= Articular cartilage stem cell paste grafting =

Medical procedure

Cartilage repair techniques are the current focus of large amounts of research. Many different strategies have been proposed as solutions for cartilage defects. Surgical techniques currently being studied include:
- bone marrow stimulation
- osteochondral autograft transplantation
- osteochondral allograft transplantation
- autologous chondrocyte implantation
- cell-based (using chondrocytes or stem-cells) or acellular scaffolding

Articular cartilage stem cell paste grafting is another technique in use and is undergoing continued investigation.

==Background==

Articular cartilage is a connective tissue overlying the ends of bones that provides smooth joint surfaces. Healthy cartilage is essential to the proper functioning of joints within the body.

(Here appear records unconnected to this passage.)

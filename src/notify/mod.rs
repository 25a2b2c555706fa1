//! Trade notifications
//!
//! Delivery is best effort: the executor logs a failed delivery and moves on.

pub mod telegram;

use async_trait::async_trait;
use ethers::types::{Address, TxHash};
use tracing::info;

use crate::error::Result;

pub use telegram::TelegramNotifier;

/// Message sent to every configured notifier after a trade
#[derive(Debug, Clone, PartialEq, Eq)]
pub struct Notification {
    pub subject: String,
    pub body: String,
}

impl Notification {
    /// "Trade Executed" message with an explorer link for `tx_hash`
    pub fn trade_executed(token: Address, tx_hash: TxHash, explorer_tx_url: &str) -> Self {
        Self {
            subject: format!("Trade Executed: {:?}", token),
            body: format!("Transaction: {}{:?}", explorer_tx_url, tx_hash),
        }
    }
}

#[async_trait]
pub trait Notifier: Send + Sync {
    fn name(&self) -> &'static str;

    async fn notify(&self, notification: &Notification) -> Result<()>;
}

/// Writes notifications to the tracing log
pub struct LogNotifier;

#[async_trait]
impl Notifier for LogNotifier {
    fn name(&self) -> &'static str {
        "log"
    }

    async fn notify(&self, notification: &Notification) -> Result<()> {
        info!(subject = %notification.subject, "{}", notification.body);
        Ok(())
    }
}
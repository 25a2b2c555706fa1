//! CoinGecko, Etherscan and Google Custom Search clients

use std::time::Duration;

use async_trait::async_trait;
use ethers::types::Address;
use reqwest::Client;
use serde::Deserialize;
use serde_json::Value;
use tracing::debug;

use super::{Oracle, SearchHit, Verification};
use crate::config::OracleConfig;
use crate::error::{Error, Result};

/// HTTP-backed [`Oracle`]
pub struct HttpOracle {
    client: Client,
    coingecko_url: String,
    etherscan_url: String,
    etherscan_api_key: String,
    search_url: String,
    google_api_key: String,
    google_cx: String,
}

impl HttpOracle {
    pub fn new(config: &OracleConfig) -> Result<Self> {
        let client = Client::builder()
            .timeout(Duration::from_millis(config.request_timeout_ms))
            .build()
            .map_err(|e| Error::Config(format!("Failed to create HTTP client: {}", e)))?;

        Ok(Self {
            client,
            coingecko_url: config.coingecko_url.trim_end_matches('/').to_string(),
            etherscan_url: config.etherscan_url.clone(),
            etherscan_api_key: config.etherscan_api_key.clone(),
            search_url: config.search_url.clone(),
            google_api_key: config.google_api_key.clone(),
            google_cx: config.google_cx.clone(),
        })
    }

    async fn get_json(&self, service: &str, url: &str, query: &[(&str, &str)]) -> Result<Value> {
        let response = self
            .client
            .get(url)
            .query(query)
            .send()
            .await
            .map_err(|e| Error::Oracle(format!("{} request failed: {}", service, e)))?;

        if !response.status().is_success() {
            let status = response.status();
            let body = response.text().await.unwrap_or_default();
            return Err(Error::Oracle(format!("{} API error {}: {}", service, status, body)));
        }

        response
            .json()
            .await
            .map_err(|e| Error::Deserialization(format!("Failed to parse {} response: {}", service, e)))
    }
}

#[async_trait]
impl Oracle for HttpOracle {
    async fn price(&self, token: Address) -> Result<Option<f64>> {
        let address = format!("{:?}", token);
        let url = format!("{}/simple/token_price/ethereum", self.coingecko_url);
        let body = self
            .get_json(
                "CoinGecko",
                &url,
                &[("contract_addresses", address.as_str()), ("vs_currencies", "usd")],
            )
            .await?;

        let price = parse_token_price(&body, token);
        debug!(token = ?token, ?price, "Fetched token price");
        Ok(price)
    }

    async fn verification(&self, token: Address) -> Result<Verification> {
        if self.etherscan_api_key.is_empty() {
            return Err(Error::MissingEnvVar("ETHERSCAN_API_KEY".into()));
        }

        let address = format!("{:?}", token);
        let body: EtherscanResponse = serde_json::from_value(
            self.get_json(
                "Etherscan",
                &self.etherscan_url,
                &[
                    ("module", "contract"),
                    ("action", "getsourcecode"),
                    ("address", address.as_str()),
                    ("apikey", self.etherscan_api_key.as_str()),
                ],
            )
            .await?,
        )
        .map_err(|e| Error::Deserialization(format!("Etherscan response: {}", e)))?;

        Ok(body.into_verification())
    }

    async fn sentiment(&self, query: &str) -> Result<Vec<SearchHit>> {
        if self.google_api_key.is_empty() || self.google_cx.is_empty() {
            return Err(Error::MissingEnvVar("GOOGLE_API_KEY / GOOGLE_CX".into()));
        }

        let body: SearchResponse = serde_json::from_value(
            self.get_json(
                "Google search",
                &self.search_url,
                &[
                    ("key", self.google_api_key.as_str()),
                    ("cx", self.google_cx.as_str()),
                    ("q", query),
                ],
            )
            .await?,
        )
        .map_err(|e| Error::Deserialization(format!("Search response: {}", e)))?;

        Ok(body
            .items
            .into_iter()
            .map(|item| SearchHit {
                title: item.title,
                snippet: item.snippet,
            })
            .collect())
    }
}

/// CoinGecko keys the response by lowercase contract address
fn parse_token_price(body: &Value, token: Address) -> Option<f64> {
    let key = format!("{:?}", token).to_lowercase();
    body.get(&key)?.get("usd")?.as_f64()
}

#[derive(Debug, Deserialize)]
struct EtherscanResponse {
    status: String,
    #[serde(default)]
    result: Value,
}

#[derive(Debug, Deserialize)]
#[serde(rename_all = "PascalCase")]
struct EtherscanSource {
    #[serde(default)]
    source_code: String,
    #[serde(default)]
    contract_name: String,
}

impl EtherscanResponse {
    fn into_verification(self) -> Verification {
        if self.status != "1" {
            return Verification::default();
        }

        // On error Etherscan puts a plain string in `result`
        let first = serde_json::from_value::<Vec<EtherscanSource>>(self.result)
            .ok()
            .and_then(|sources| sources.into_iter().next());

        match first {
            Some(source) if !source.source_code.is_empty() => Verification {
                verified: true,
                contract_name: Some(source.contract_name).filter(|n| !n.is_empty()),
            },
            _ => Verification::default(),
        }
    }
}

#[derive(Debug, Default, Deserialize)]
struct SearchResponse {
    #[serde(default)]
    items: Vec<SearchItem>,
}

#[derive(Debug, Deserialize)]
struct SearchItem {
    #[serde(default)]
    title: String,
    #[serde(default)]
    snippet: String,
}
//! Chain event streams

pub mod pair_created;

pub use pair_created::{decode_pair_created, ListenerConfig, PairCreated, PairCreatedListener};
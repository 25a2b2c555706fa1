//! Ordered gate driver

use std::sync::Arc;
use std::time::Duration;

use ethers::types::Address;
use serde::Serialize;
use tracing::{debug, info, warn};

use super::gates::{
    Gate, GateKind, GateOutcome, HoneypotGate, OwnershipGate, SentimentGate, SupplyGate, VerificationGate,
};
use super::honeypot::HoneypotSimulator;
use super::liquidity::LiquidityGate;
use super::CandidateToken;
use crate::chain::ChainClient;
use crate::config::{Config, TradingSettings};
use crate::oracle::Oracle;

/// First failing gate and why
#[derive(Debug, Clone, PartialEq, Eq, Serialize)]
pub struct GateFailure {
    pub gate: GateKind,
    pub reason: String,
}

/// Outcome of a validation pass
#[derive(Debug, Clone, PartialEq, Eq, Serialize)]
pub struct ValidationReport {
    pub failed: Option<GateFailure>,
    /// Gates that ran, in order. Gates after a failure are absent.
    pub evaluated: Vec<GateKind>,
}

impl ValidationReport {
    pub fn passed(&self) -> bool {
        self.failed.is_none()
    }
}

/// Runs gates in order and stops at the first failure.
///
/// A gate that errors or overruns its deadline counts as failed.
pub struct LegitimacyValidator {
    gates: Vec<Arc<dyn Gate>>,
    gate_timeout: Duration,
}

/// Per-gate deadline unless configured otherwise
const DEFAULT_GATE_TIMEOUT: Duration = Duration::from_secs(30);

impl LegitimacyValidator {
    pub fn new(gates: Vec<Arc<dyn Gate>>) -> Self {
        Self {
            gates,
            gate_timeout: DEFAULT_GATE_TIMEOUT,
        }
    }

    pub fn with_gate_timeout(mut self, gate_timeout: Duration) -> Self {
        self.gate_timeout = gate_timeout;
        self
    }

    /// The six production gates in their fixed order
    pub fn standard(
        chain: Arc<dyn ChainClient>,
        oracle: Arc<dyn Oracle>,
        base_asset: Address,
        config: &Config,
    ) -> Self {
        let simulator = HoneypotSimulator::new(
            chain.clone(),
            base_asset,
            config.trading.fee_tier,
            config.trading.deadline_secs,
        );

        Self::new(vec![
            Arc::new(LiquidityGate::new(chain.clone(), base_asset)),
            Arc::new(HoneypotGate::new(simulator, config.filters.ambiguous_revert_policy)),
            Arc::new(VerificationGate::new(oracle.clone())),
            Arc::new(OwnershipGate::new(chain.clone())),
            Arc::new(SupplyGate::new(chain.clone(), config.filters.max_supply_fraction)),
            Arc::new(SentimentGate::new(
                chain,
                oracle,
                config.filters.sentiment_keywords.clone(),
                config.filters.sentiment_query_suffix.clone(),
                config.filters.sentiment_threshold,
            )),
        ])
        .with_gate_timeout(Duration::from_secs(config.filters.gate_timeout_secs))
    }

    pub fn gate_kinds(&self) -> Vec<GateKind> {
        self.gates.iter().map(|g| g.kind()).collect()
    }

    pub async fn validate(&self, candidate: &CandidateToken, settings: &TradingSettings) -> ValidationReport {
        let mut evaluated = Vec::with_capacity(self.gates.len());

        for gate in &self.gates {
            let kind = gate.kind();
            evaluated.push(kind);

            let checked = tokio::time::timeout(self.gate_timeout, gate.check(candidate, settings)).await;

            let reason = match checked {
                Ok(Ok(GateOutcome::Pass)) => {
                    debug!(token = ?candidate.token, gate = %kind, "Gate passed");
                    continue;
                }
                Ok(Ok(GateOutcome::Fail(reason))) => reason,
                Err(_) => {
                    warn!(
                        token = ?candidate.token,
                        gate = %kind,
                        timeout_ms = self.gate_timeout.as_millis() as u64,
                        "Gate timed out, rejecting"
                    );
                    format!("timed out after {:?}", self.gate_timeout)
                }
                Ok(Err(e)) => {
                    warn!(
                        token = ?candidate.token,
                        gate = %kind,
                        transient = e.is_retryable(),
                        error = %e,
                        "Gate errored, rejecting"
                    );
                    format!("error: {}", e)
                }
            };

            info!(token = ?candidate.token, gate = %kind, %reason, "Token rejected");
            return ValidationReport {
                failed: Some(GateFailure { gate: kind, reason }),
                evaluated,
            };
        }

        info!(token = ?candidate.token, pair = ?candidate.pair, "Token passed all gates");
        ValidationReport {
            failed: None,
            evaluated,
        }
    }
}
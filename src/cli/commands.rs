//! CLI command implementations

use std::sync::Arc;
use std::time::Duration;

use anyhow::{Context, Result};
use tokio::sync::mpsc;
use tokio_util::sync::CancellationToken;
use tracing::{error, info, warn};

use crate::chain::{self, ChainClient};
use crate::config::{Config, RuntimeSettings};
use crate::filter::LegitimacyValidator;
use crate::notify::{LogNotifier, Notifier, TelegramNotifier};
use crate::oracle::{HttpOracle, Oracle};
use crate::position::{Ledger, PositionStatus, Revaluator};
use crate::sniper::Sniper;
use crate::stream::{ListenerConfig, PairCreatedListener};
use crate::trading::{TradeExecutor, TradeGuard};

/// Start the sniper bot
pub async fn start(config: &Config, dry_run: bool) -> Result<()> {
    if dry_run {
        warn!("Running in DRY-RUN mode - no real trades will be executed");
    }

    info!("Starting pair sniper...");
    info!(
        "Trade amount: {} ETH, min liquidity: {} ETH, stop-loss: {}%",
        config.trading.trade_amount_eth,
        config.filters.min_liquidity_eth,
        config.positions.stop_loss_fraction * 100.0
    );

    let base_asset = config.base_asset_address()?;
    let factory = config.factory_address()?;

    // Chain client
    info!("Connecting to RPC...");
    let wallet = chain::load_wallet(config.rpc.chain_id).context("Failed to load trading wallet")?;
    let chain: Arc<dyn ChainClient> = Arc::new(
        chain::connect(config, wallet)
            .await
            .context("Failed to connect to RPC")?,
    );
    info!("Trading wallet: {:?}", chain.wallet_address());

    let oracle: Arc<dyn Oracle> = Arc::new(HttpOracle::new(&config.oracle)?);

    info!("Loading positions...");
    let ledger = Arc::new(
        Ledger::open(&config.positions.ledger_path)
            .await
            .context("Failed to open trade ledger")?,
    );

    let notifiers = build_notifiers(config)?;
    info!(
        "Notifiers: {}",
        notifiers.iter().map(|n| n.name()).collect::<Vec<_>>().join(", ")
    );

    let settings = Arc::new(RuntimeSettings::from_config(config));
    let validator = Arc::new(LegitimacyValidator::standard(
        chain.clone(),
        oracle.clone(),
        base_asset,
        config,
    ));
    let guard = Arc::new(TradeGuard::new(Duration::from_secs(config.trading.dedup_window_secs)));
    let executor = Arc::new(
        TradeExecutor::new(chain.clone(), oracle.clone(), ledger.clone(), notifiers, base_asset, config)
            .with_dry_run(dry_run),
    );
    let sniper = Arc::new(Sniper::new(settings.clone(), base_asset, validator, guard, executor));

    let shutdown = CancellationToken::new();
    spawn_ctrl_c(shutdown.clone());

    // Pair discovery
    let (event_tx, event_rx) = mpsc::channel(config.backpressure.channel_capacity);
    let listener = PairCreatedListener::new(
        ListenerConfig {
            ws_endpoints: config.ws_endpoints(),
            factory,
            initial_reconnect_delay: Duration::from_millis(config.rpc.reconnect_delay_ms),
            max_reconnect_delay: Duration::from_millis(config.rpc.max_reconnect_delay_ms),
        },
        event_tx,
    );
    let listener_handle = tokio::spawn(listener.run(shutdown.clone()));

    // Revaluation loop
    let revaluator = Revaluator::new(
        ledger.clone(),
        oracle.clone(),
        settings.clone(),
        Duration::from_secs(config.positions.revaluation_interval_secs),
    );
    let revaluation_handle = tokio::spawn(revaluator.run(shutdown.clone()));

    info!("Sniper running. Press Ctrl+C to stop.");
    let result = sniper.run(event_rx, shutdown.clone()).await;

    shutdown.cancel();
    if let Err(e) = listener_handle.await {
        error!("Listener task failed: {}", e);
    }
    if let Err(e) = revaluation_handle.await {
        error!("Revaluation task failed: {}", e);
    }

    result?;
    info!("Sniper stopped");
    Ok(())
}

fn build_notifiers(config: &Config) -> Result<Vec<Arc<dyn Notifier>>> {
    let mut notifiers: Vec<Arc<dyn Notifier>> = Vec::new();

    if config.notifications.log_enabled {
        notifiers.push(Arc::new(LogNotifier));
    }

    let token = &config.notifications.telegram_bot_token;
    let chat_id = &config.notifications.telegram_chat_id;
    match (token.is_empty(), chat_id.is_empty()) {
        (false, false) => {
            notifiers.push(Arc::new(TelegramNotifier::new(token.clone(), chat_id.clone())?));
        }
        (false, true) | (true, false) => {
            warn!("Telegram needs both TELEGRAM_BOT_TOKEN and TELEGRAM_CHAT_ID - disabled");
        }
        (true, true) => {}
    }

    Ok(notifiers)
}

fn spawn_ctrl_c(shutdown: CancellationToken) {
    tokio::spawn(async move {
        match tokio::signal::ctrl_c().await {
            Ok(()) => info!("Shutdown signal received"),
            Err(e) => error!("Failed to listen for Ctrl+C: {}", e),
        }
        shutdown.cancel();
    });
}

/// Show ledger summary and the most recent positions
pub async fn status(config: &Config) -> Result<()> {
    let ledger = Ledger::open(&config.positions.ledger_path)
        .await
        .context("Failed to open trade ledger")?;
    let positions = ledger.positions().await?;
    let summary = crate::position::LedgerSummary::from_positions(&positions);

    println!("\n=== SNIPER STATUS ===\n");
    println!("Ledger: {}", ledger.path().display());
    println!("Positions: {} ({} open, {} closed)", summary.total, summary.open, summary.closed);
    println!(
        "Profitable: {}  Unprofitable: {}",
        summary.profitable, summary.unprofitable
    );
    println!("Net P&L: {:.4} USD", summary.net_profit_loss);

    println!("\n=== RECENT POSITIONS ===\n");
    if positions.is_empty() {
        println!("No positions.");
    }
    for p in positions.iter().rev().take(10) {
        let status = match p.status {
            PositionStatus::Open => "OPEN  ",
            PositionStatus::Closed => "CLOSED",
        };
        println!(
            "{} {:?}  in {} ETH  entry ${:.2}  now {}  P&L {}  {}",
            status,
            p.token_address,
            p.amount_invested,
            p.value_at_trade,
            p.current_value.map_or("-".to_string(), |v| format!("${:.2}", v)),
            p.profit_loss.map_or("-".to_string(), |v| format!("{:+.2}", v)),
            p.timestamp.format("%Y-%m-%d %H:%M:%S")
        );
    }

    Ok(())
}

/// Show current configuration (secrets masked)
pub fn show_config(config: &Config) -> Result<()> {
    println!("{}", config.masked_display());
    Ok(())
}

Cartilage is composed of cells embedded in an extracellular matrix of collagen fibers and proteoglycans. It contains no blood vessels therefore its cells are dependent upon diffusion for the supply of oxygen and nutrients. Its intrinsic healing capacity is low. Injury to cartilage can lead to pain and stiffness and is the precursor to the development of osteoarthritis (degenerative joint arthritis).

==History==

Articular cartilage stem cell paste grafting was initially described by Kevin R. Stone M.D., a San Francisco-based orthopedic surgeon, in 1997 . The technique was devised in response to reports that many of the contemporary cartilage restoration procedures lead to the development of fibrocartilage, not true hyaline articular cartilage. Knowing that fibrocartilage was not as durable as articular cartilage and that its formation yielded only short term clinical benefits, Stone proposed his paste grafting as a means of regenerating hyaline-like cartilage. The hypothesis was that harvesting a mixture of articular cartilage and cancellous bone would combine pluripotent cells of the cancellous bone with cartilage extracellular matrix and growth factors and when exposed to continuous motion, hyaline-like cartilage would be stimulated to form.

==Surgical Procedure==

Published descriptions of the articular cartilage stem cell paste grafting technique are readily available. The procedure is performed in an outpatient setting under general anesthesia. The surgical steps are summarized here:
- The lesion is cleared of loose or fibrillated cartilage
- The base of the lesion is penetrated with an arthroscopic awl it is entirely morselized
- Tissue for grafting is harvested using a trephine that is impacted into the margin of the articular cartilage and underlying cancellous bone at the medial border of the lateral femoral condyle
- The trephine is removed and the articular cartilage and cancellous bone is morselized in a graft impactor
- The graft paste is re-loaded into the trephine and impacted into the fractured bed of the chondral defect
- The paste graft is held in place for 1 to 2 minutes
Postoperatively, patients are requested to use a continuous passive motion machine for 6 hours a night for 4 weeks. If the defect is in a weight-bearing region, weight-bearing is restricted for 4 weeks. A guided physical therapy program begins on postoperative day 1.

==Results==

In a 2 to 12 year follow-up of 125 patients, pain, functioning, and activity measures improved in 82% of patients. Eighteen of the 125 patients (14.4%) were considered failures. Histologically, 42 of 66 (63.6%) of biopsies showed strong evidence of replacement of their articular surface, and 18 of 66 biopsies (27.3%) showed development of normal looking hyaline cartilage.

==Advantages==

Paste grafting is a relatively simple surgical procedure that can be performed in an outpatient setting. It requires minimal special instrumentation. Unexpected lesions can be treated. No tissue culture or foreign matrices are required. Paste grafting has been an effective salvage procedure for failed microfracture, failed Osteochondral Autograph Transplant Surgery (OATS) or Mosaicplasty procedures, Carticel and TruFit procedures. Compared to the cost of other complex cartilage restoration procedures, the cost of paste grafting is minimal. Disadvantages include limited experience with patella paste grafting and it remains difficult to access the very far posterior lesions.